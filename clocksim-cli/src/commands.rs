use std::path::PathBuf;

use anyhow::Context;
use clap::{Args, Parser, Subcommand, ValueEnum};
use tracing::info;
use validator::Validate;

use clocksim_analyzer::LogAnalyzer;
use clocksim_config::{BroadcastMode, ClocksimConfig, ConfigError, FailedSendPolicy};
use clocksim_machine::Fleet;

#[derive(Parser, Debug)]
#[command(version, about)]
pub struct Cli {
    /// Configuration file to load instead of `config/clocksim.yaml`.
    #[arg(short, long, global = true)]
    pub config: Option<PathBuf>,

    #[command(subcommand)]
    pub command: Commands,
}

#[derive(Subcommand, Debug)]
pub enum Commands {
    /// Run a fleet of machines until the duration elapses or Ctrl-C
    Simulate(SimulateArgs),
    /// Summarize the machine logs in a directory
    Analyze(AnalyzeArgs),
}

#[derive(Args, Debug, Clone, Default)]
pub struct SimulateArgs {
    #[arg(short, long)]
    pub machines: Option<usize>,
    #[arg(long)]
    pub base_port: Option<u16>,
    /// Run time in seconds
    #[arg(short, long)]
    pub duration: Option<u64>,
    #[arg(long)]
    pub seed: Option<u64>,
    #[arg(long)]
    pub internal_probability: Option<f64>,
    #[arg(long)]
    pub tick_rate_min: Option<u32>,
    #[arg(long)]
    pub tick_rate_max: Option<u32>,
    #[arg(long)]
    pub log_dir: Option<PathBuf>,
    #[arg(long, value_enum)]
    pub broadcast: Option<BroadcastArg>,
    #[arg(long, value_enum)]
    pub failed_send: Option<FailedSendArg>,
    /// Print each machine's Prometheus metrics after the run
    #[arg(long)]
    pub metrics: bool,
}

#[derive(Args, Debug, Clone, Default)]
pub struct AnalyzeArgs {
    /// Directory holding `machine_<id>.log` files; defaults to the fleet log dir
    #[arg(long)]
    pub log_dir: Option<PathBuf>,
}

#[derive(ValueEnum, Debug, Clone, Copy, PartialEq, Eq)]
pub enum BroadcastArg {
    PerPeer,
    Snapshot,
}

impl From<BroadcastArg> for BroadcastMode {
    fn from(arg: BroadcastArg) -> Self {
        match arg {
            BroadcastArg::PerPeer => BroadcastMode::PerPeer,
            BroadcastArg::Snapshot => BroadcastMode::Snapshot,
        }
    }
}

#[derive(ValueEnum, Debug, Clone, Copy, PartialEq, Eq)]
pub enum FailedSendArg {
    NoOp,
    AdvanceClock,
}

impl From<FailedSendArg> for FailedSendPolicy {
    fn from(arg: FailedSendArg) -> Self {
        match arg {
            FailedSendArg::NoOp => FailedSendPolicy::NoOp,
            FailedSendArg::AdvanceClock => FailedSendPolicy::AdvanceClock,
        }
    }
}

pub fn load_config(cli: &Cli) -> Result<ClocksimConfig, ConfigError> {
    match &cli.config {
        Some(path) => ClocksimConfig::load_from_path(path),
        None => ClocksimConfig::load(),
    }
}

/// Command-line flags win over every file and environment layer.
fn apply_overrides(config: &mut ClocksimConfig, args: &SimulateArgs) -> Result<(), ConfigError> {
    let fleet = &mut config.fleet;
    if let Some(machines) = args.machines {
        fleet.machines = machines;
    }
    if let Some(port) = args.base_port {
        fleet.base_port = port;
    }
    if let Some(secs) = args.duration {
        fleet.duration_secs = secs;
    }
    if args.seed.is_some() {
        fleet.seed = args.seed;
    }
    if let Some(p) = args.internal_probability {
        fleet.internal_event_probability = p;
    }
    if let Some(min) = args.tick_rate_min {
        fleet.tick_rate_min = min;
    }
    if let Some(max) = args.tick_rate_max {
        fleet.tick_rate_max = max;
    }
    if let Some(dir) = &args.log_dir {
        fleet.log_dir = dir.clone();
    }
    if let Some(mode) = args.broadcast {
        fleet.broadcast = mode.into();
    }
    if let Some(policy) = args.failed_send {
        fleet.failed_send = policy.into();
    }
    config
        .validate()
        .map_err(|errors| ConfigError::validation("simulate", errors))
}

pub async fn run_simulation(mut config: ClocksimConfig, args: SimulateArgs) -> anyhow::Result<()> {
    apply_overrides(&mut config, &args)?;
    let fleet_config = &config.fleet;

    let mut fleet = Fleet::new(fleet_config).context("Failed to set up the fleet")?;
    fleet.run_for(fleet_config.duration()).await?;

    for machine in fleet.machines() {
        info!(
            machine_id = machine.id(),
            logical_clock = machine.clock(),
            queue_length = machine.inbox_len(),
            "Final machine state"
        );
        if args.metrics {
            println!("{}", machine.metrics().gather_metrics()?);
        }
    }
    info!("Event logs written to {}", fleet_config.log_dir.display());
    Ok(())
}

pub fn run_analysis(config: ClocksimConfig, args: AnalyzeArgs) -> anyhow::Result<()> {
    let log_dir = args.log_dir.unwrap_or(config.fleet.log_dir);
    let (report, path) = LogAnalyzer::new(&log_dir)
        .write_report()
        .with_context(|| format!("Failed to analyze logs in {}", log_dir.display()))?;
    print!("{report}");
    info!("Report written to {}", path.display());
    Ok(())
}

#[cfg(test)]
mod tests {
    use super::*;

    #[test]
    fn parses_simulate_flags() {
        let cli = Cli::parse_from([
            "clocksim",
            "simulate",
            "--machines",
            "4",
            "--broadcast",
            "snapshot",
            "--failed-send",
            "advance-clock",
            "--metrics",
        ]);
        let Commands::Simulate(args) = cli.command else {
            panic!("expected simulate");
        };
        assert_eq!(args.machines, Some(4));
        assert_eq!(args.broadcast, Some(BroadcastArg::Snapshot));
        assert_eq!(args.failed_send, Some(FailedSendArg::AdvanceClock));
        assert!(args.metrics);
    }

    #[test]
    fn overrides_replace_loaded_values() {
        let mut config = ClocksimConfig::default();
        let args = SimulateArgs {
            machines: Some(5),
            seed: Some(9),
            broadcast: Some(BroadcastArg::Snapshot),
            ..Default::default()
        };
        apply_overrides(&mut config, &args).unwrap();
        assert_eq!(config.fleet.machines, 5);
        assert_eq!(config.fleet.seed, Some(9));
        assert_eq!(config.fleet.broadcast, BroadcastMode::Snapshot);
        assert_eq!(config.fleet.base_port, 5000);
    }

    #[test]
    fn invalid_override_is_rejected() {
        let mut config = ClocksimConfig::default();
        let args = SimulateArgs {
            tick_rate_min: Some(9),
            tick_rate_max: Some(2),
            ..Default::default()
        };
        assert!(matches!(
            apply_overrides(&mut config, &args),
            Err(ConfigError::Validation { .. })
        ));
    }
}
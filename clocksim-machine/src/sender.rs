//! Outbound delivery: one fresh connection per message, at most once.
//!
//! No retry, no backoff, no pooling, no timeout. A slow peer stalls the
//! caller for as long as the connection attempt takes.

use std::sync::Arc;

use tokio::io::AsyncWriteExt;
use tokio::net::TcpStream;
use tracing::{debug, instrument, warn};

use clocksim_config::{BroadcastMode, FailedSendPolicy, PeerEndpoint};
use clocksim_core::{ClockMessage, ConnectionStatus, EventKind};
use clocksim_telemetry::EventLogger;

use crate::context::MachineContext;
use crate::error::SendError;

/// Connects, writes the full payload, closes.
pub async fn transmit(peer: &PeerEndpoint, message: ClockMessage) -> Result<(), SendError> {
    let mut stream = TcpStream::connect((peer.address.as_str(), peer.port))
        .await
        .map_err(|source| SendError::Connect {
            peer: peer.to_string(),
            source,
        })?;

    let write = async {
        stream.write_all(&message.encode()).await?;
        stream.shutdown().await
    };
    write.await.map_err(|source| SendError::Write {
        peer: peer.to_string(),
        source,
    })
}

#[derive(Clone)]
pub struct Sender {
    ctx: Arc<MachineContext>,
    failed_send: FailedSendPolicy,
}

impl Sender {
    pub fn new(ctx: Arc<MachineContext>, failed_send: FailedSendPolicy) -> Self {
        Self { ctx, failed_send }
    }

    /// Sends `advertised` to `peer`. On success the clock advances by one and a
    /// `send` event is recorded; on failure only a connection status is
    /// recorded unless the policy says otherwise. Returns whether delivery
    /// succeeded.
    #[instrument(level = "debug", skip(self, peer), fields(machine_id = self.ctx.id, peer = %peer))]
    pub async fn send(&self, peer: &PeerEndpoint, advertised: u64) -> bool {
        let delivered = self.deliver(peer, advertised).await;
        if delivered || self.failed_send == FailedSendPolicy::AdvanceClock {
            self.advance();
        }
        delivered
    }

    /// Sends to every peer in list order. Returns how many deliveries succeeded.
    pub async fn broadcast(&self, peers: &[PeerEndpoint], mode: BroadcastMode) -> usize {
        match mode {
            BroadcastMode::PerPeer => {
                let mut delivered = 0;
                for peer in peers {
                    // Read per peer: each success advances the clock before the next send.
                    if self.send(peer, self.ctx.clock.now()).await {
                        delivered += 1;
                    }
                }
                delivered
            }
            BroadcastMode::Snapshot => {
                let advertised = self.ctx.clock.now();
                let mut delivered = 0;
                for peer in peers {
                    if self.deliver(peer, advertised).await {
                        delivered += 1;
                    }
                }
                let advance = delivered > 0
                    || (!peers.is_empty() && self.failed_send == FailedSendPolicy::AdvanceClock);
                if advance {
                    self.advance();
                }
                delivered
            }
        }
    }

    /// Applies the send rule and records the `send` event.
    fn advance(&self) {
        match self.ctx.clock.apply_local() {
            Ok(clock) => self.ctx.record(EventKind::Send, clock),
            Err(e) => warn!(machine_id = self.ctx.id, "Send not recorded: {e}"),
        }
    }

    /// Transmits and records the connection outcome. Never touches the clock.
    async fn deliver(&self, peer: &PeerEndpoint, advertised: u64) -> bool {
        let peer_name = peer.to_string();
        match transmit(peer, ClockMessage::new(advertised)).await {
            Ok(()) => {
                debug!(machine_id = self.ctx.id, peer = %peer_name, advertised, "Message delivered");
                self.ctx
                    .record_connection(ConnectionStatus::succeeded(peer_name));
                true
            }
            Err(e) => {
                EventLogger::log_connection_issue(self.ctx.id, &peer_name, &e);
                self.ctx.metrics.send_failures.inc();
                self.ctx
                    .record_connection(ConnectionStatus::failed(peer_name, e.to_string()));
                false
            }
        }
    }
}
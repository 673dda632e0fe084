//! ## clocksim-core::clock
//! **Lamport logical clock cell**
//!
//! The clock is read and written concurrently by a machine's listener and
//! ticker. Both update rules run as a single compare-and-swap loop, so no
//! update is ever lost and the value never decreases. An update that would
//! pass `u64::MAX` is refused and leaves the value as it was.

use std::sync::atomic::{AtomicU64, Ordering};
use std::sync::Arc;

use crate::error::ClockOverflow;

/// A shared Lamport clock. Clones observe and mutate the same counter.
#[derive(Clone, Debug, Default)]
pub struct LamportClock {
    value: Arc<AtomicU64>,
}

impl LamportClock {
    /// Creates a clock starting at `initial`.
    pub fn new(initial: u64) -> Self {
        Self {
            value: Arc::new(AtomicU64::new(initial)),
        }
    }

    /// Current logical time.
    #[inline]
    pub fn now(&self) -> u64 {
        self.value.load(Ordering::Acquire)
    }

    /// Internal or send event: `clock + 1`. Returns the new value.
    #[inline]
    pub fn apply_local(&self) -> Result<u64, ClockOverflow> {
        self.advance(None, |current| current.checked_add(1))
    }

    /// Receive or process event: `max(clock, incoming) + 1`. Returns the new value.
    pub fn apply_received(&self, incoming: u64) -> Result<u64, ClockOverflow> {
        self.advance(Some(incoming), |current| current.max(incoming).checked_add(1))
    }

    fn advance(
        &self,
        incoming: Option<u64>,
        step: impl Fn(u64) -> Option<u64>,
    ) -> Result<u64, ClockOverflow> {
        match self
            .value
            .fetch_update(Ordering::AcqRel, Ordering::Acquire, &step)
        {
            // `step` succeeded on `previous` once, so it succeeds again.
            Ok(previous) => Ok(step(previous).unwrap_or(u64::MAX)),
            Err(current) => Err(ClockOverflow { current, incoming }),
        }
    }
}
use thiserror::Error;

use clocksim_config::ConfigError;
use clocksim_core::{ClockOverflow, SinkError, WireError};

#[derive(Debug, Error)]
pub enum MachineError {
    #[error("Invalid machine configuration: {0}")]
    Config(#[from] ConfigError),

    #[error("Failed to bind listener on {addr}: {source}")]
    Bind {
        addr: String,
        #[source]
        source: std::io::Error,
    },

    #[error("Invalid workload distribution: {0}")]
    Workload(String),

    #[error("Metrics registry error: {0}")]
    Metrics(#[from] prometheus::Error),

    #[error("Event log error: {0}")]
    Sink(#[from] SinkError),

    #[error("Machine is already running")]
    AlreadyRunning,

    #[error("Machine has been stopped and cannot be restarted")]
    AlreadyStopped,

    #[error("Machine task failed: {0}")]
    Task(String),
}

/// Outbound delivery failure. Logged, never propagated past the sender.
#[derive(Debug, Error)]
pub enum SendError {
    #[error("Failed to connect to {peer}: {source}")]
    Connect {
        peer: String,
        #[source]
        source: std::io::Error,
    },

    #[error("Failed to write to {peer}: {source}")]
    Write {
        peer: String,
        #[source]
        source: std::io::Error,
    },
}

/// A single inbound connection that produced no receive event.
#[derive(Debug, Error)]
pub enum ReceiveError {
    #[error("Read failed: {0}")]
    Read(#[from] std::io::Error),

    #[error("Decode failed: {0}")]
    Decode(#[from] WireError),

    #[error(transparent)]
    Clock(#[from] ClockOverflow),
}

▬▬▬▬▬▬

→ **Activity**
Transcribe only, please, the lines from the first line of the records through the line with "Configuration file to". Both of those lines are included.

→ **Answer to this exercise**
filename clocksim-cli/src/commands.rs
use std::path::PathBuf;

use anyhow::Context;
use clap::{Args, Parser, Subcommand, ValueEnum};
use tracing::info;
use validator::Validate;

use clocksim_analyzer::LogAnalyzer;
use clocksim_config::{BroadcastMode, ClocksimConfig, ConfigError, FailedSendPolicy};
use clocksim_machine::Fleet;

#[derive(Parser, Debug)]
#[command(version, about)]
pub struct Cli {
    /// Configuration file to load instead of `config/clocksim.yaml`.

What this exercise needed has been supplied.